Lessons Learned: Bannana in Russia

While reading the recent book Bannana in Russia by Martti Vallila, I validated the following lessons learned from Steve Blank:

If you don’t teach it or write it down, the accumulated knowledge of your career is gone.
War stories about your career can be entertainment, or even better if you want to teach, make them the basis of a strategy and methodology worth passing on.
Retirement doesn’t have to be only about golf and skiing.

In this book Martti explains how Russians with potentially transformational technologies can first protect and then launch their technologies into the outside world and how FINLAND can have competitive advantage in facilitating that. Vallila writes:
Finland, a country of 5 million, with a long boarder and history with Russia, is blessed with few natural resources and must rely on the resourcefulness of her people to create wealth. Finland is in a position to provide what Russia needs: trusted, transparent access to the world market, an incubator of technologies, developer of prototypes. Finland has historically played the lucrative role of middleman between the dollar and ruble zone in the days of the Cold War, when the Soviet Union was Finland’s largest trading partner.

What mesmerized me the most is the following statement:

Quiet, reserved Finland makes a potentially efficient “gear-box” between mysterious, complex Russia, and the outside world.

Personally, I have never thought this possibility. I really thank the author in opening my eyes about this “gear-box” possibilities for Finland and SITRA has published a report from Trade to Partnership. Mr. Vallila has made a good reference of “The Russia Action Plan” published by Government of Finalnd. The emphasis on this report is in the area of close co-operation in the field of innovation.

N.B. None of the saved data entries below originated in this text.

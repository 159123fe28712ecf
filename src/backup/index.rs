//! Already-exported lookup used to make exports resumable.

use std::collections::HashSet;
use std::path::Path;

use tracing::{debug, info};

use crate::cancel::CancelToken;
use crate::error::Result;

use super::snapshots::list_snapshots;
use super::walk::walk_backup_dir;

/// Answers whether a message id is already exported.
pub trait DedupOracle: Send + Sync {
    fn has_message(&self, id: &str) -> Result<bool>;
}

/// Oracle for fresh exports: nothing is ever present.
#[derive(Debug, Clone, Copy, Default)]
pub struct AlwaysMissing;

impl DedupOracle for AlwaysMissing {
    fn has_message(&self, _id: &str) -> Result<bool> {
        Ok(false)
    }
}

/// Set of message ids with a sidecar in a backup.
#[derive(Debug, Clone, Default)]
pub struct BackupIndex {
    ids: HashSet<String>,
}

impl BackupIndex {
    /// Index the sidecars directly inside `dir`.
    ///
    /// A directory that does not exist yet yields an empty index.
    pub fn build(dir: &Path, cancel: &CancelToken) -> Result<Self> {
        let mut index = Self::default();
        if dir.is_dir() {
            index.add_dir(dir, cancel)?;
        }
        info!(dir = %dir.display(), count = index.len(), "Indexed existing export");
        Ok(index)
    }

    /// Index `root` plus every snapshot directory beneath it.
    pub fn build_tree(root: &Path, cancel: &CancelToken) -> Result<Self> {
        let mut index = Self::default();
        if root.is_dir() {
            index.add_dir(root, cancel)?;
            for snapshot in list_snapshots(root, cancel)? {
                index.add_dir(&snapshot, cancel)?;
            }
        }
        info!(root = %root.display(), count = index.len(), "Indexed backup tree");
        Ok(index)
    }

    fn add_dir(&mut self, dir: &Path, cancel: &CancelToken) -> Result<()> {
        let before = self.ids.len();
        walk_backup_dir(dir, cancel, &mut |entry| {
            self.ids.insert(entry.id.clone());
        })?;
        debug!(dir = %dir.display(), added = self.ids.len() - before, "Indexed directory");
        Ok(())
    }

    pub fn contains(&self, id: &str) -> bool {
        self.ids.contains(id)
    }

    pub fn len(&self) -> usize {
        self.ids.len()
    }

    pub fn is_empty(&self) -> bool {
        self.ids.is_empty()
    }
}

impl FromIterator<String> for BackupIndex {
    fn from_iter<I: IntoIterator<Item = String>>(iter: I) -> Self {
        Self {
            ids: iter.into_iter().collect(),
        }
    }
}

impl DedupOracle for BackupIndex {
    fn has_message(&self, id: &str) -> Result<bool> {
        Ok(self.contains(id))
    }
}
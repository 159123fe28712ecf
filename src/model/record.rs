//! Export sidecar records.
//!
//! Every attempted message leaves a `<id>.metadata.json` file next to its
//! content. The sidecar is written last, so its presence alone means the
//! message is exported, whatever the [`WriterOutcome`].

use std::path::{Path, PathBuf};

use chrono::{DateTime, Utc};
use serde::{Deserialize, Serialize};
use sha2::{Digest, Sha256};

use crate::error::{ExportError, Result};

use super::message::MessageMetadata;

/// Suffix of sidecar record files.
pub const SIDECAR_EXTENSION: &str = ".metadata.json";

/// Suffix of fully assembled message files.
pub const CONTENT_EXTENSION: &str = ".eml";

/// How (or how incompletely) a message was persisted.
#[derive(Debug, Clone, Copy, PartialEq, Eq, Hash, Serialize, Deserialize)]
#[serde(rename_all = "snake_case")]
pub enum WriterOutcome {
    /// Content fully decrypted and written as `<id>.eml`.
    AssembledComplete,
    /// Parts were salvaged into `<id>/` but the final message could not be built.
    FailedToAssemble,
    /// No key could decrypt the message; the raw body sits in `<id>/`.
    MissingDecryptionKey,
    /// Rendered to PDF by an external renderer.
    RenderedPdf,
}

impl WriterOutcome {
    /// Whether a complete content file is expected next to the sidecar.
    pub fn has_content_file(self) -> bool {
        matches!(self, Self::AssembledComplete)
    }

    /// Whether salvaged artifacts live in a `<id>/` directory.
    pub fn has_partial_dir(self) -> bool {
        matches!(self, Self::FailedToAssemble | Self::MissingDecryptionKey)
    }
}

impl std::fmt::Display for WriterOutcome {
    fn fmt(&self, f: &mut std::fmt::Formatter<'_>) -> std::fmt::Result {
        let label = match self {
            Self::AssembledComplete => "assembled",
            Self::FailedToAssemble => "failed to assemble",
            Self::MissingDecryptionKey => "missing decryption key",
            Self::RenderedPdf => "rendered as PDF",
        };
        f.write_str(label)
    }
}

/// The persisted sidecar for one message.
#[derive(Debug, Clone, PartialEq, Eq, Serialize, Deserialize)]
pub struct ExportRecord {
    #[serde(flatten)]
    pub message: MessageMetadata,

    pub outcome: WriterOutcome,

    /// Hex SHA-256 of the content file, for complete messages only.
    #[serde(default, skip_serializing_if = "Option::is_none")]
    pub checksum: Option<String>,

    pub exported_at: DateTime<Utc>,
}

impl ExportRecord {
    /// Create a record stamped with the current time.
    pub fn new(message: MessageMetadata, outcome: WriterOutcome, checksum: Option<String>) -> Self {
        Self {
            message,
            outcome,
            checksum,
            exported_at: Utc::now(),
        }
    }

    /// Serialize as pretty-printed JSON.
    pub fn to_bytes(&self) -> Result<Vec<u8>> {
        serde_json::to_vec_pretty(self).map_err(|e| ExportError::InvalidRecord {
            path: PathBuf::from(format!("{}{SIDECAR_EXTENSION}", self.message.id)),
            reason: e.to_string(),
        })
    }

    /// Read and parse a sidecar file.
    pub fn read(path: &Path) -> Result<Self> {
        let data = std::fs::read(path).map_err(|e| ExportError::io(path, e))?;
        serde_json::from_slice(&data).map_err(|e| ExportError::InvalidRecord {
            path: path.to_path_buf(),
            reason: e.to_string(),
        })
    }

    /// Write the sidecar into `dir` through a temp file, returning the
    /// number of bytes written.
    pub fn write(&self, dir: &Path) -> Result<u64> {
        let data = self.to_bytes()?;
        write_atomic(&sidecar_path(dir, &self.message.id), &data)?;
        Ok(data.len() as u64)
    }
}

/// Check that a message id can name files inside a backup directory.
///
/// Ids become `<id>.eml`, `<id>.metadata.json` and `<id>/`, so they must be
/// a single, non-special path component.
pub fn validate_message_id(id: &str) -> Result<()> {
    let reason = if id.is_empty() {
        "empty id"
    } else if id == "." || id == ".." {
        "id is a relative path component"
    } else if id.contains(['/', '\\']) {
        "id contains a path separator"
    } else if id.contains('\0') {
        "id contains a NUL byte"
    } else {
        return Ok(());
    };
    Err(ExportError::InvalidMessageId {
        id: id.to_string(),
        reason: reason.to_string(),
    })
}

/// Write through a sibling temp file so readers never see a torn file.
pub(crate) fn write_atomic(path: &Path, data: &[u8]) -> Result<()> {
    let mut tmp = path.as_os_str().to_owned();
    tmp.push(".tmp");
    let tmp = PathBuf::from(tmp);
    std::fs::write(&tmp, data).map_err(|e| ExportError::io(&tmp, e))?;
    std::fs::rename(&tmp, path).map_err(|e| ExportError::io(path, e))
}

/// Hex SHA-256 of a content file's bytes, as stored in [`ExportRecord::checksum`].
pub fn content_checksum(bytes: &[u8]) -> String {
    let mut hasher = Sha256::new();
    hasher.update(bytes);
    format!("{:x}", hasher.finalize())
}

/// `<dir>/<id>.metadata.json`
pub fn sidecar_path(dir: &Path, id: &str) -> PathBuf {
    dir.join(format!("{id}{SIDECAR_EXTENSION}"))
}

/// `<dir>/<id>.eml`
pub fn content_path(dir: &Path, id: &str) -> PathBuf {
    dir.join(format!("{id}{CONTENT_EXTENSION}"))
}

/// `<dir>/<id>/`, where partial artifacts are salvaged.
pub fn partial_dir(dir: &Path, id: &str) -> PathBuf {
    dir.join(id)
}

My interest area in the book was on the competitive advantage angle for Finland and Martti’s conclusions in this chapter might wake up the brains of Finland as well:

Business Lessons in Martti’s words:

• Small, trusted neighbors with complimentary skills, are often the best partners for practical steps forward.
• There is great risk of “thinking small” if you are not big.
• The small should not be afraid to think big where they have a unique contribution.

Any comments and suggestions are welcome! The new frontier has just begun!!

According to Mr. Vallila, Russia has experienced a tumultuous 18 years, has emerged stable and confident, and faces its moment of truth: does she recoil into the stable state of a banana republic of oil and gas or does
she step forward, enter the global village, and contribute her considerable talents to the game of integrated human progress?
He concludes:
There is clearly a right answer.


3 responses to this post.

  1. Hey Krishna,
    Did you get any responses to this provocative review & comments?


  2. Posted by Nidhi Sen on September 13, 2010 at 18:21

    Well-written article, Krishna. You have sparked my interest in this book, which ofcourse is the goal of any good book-review!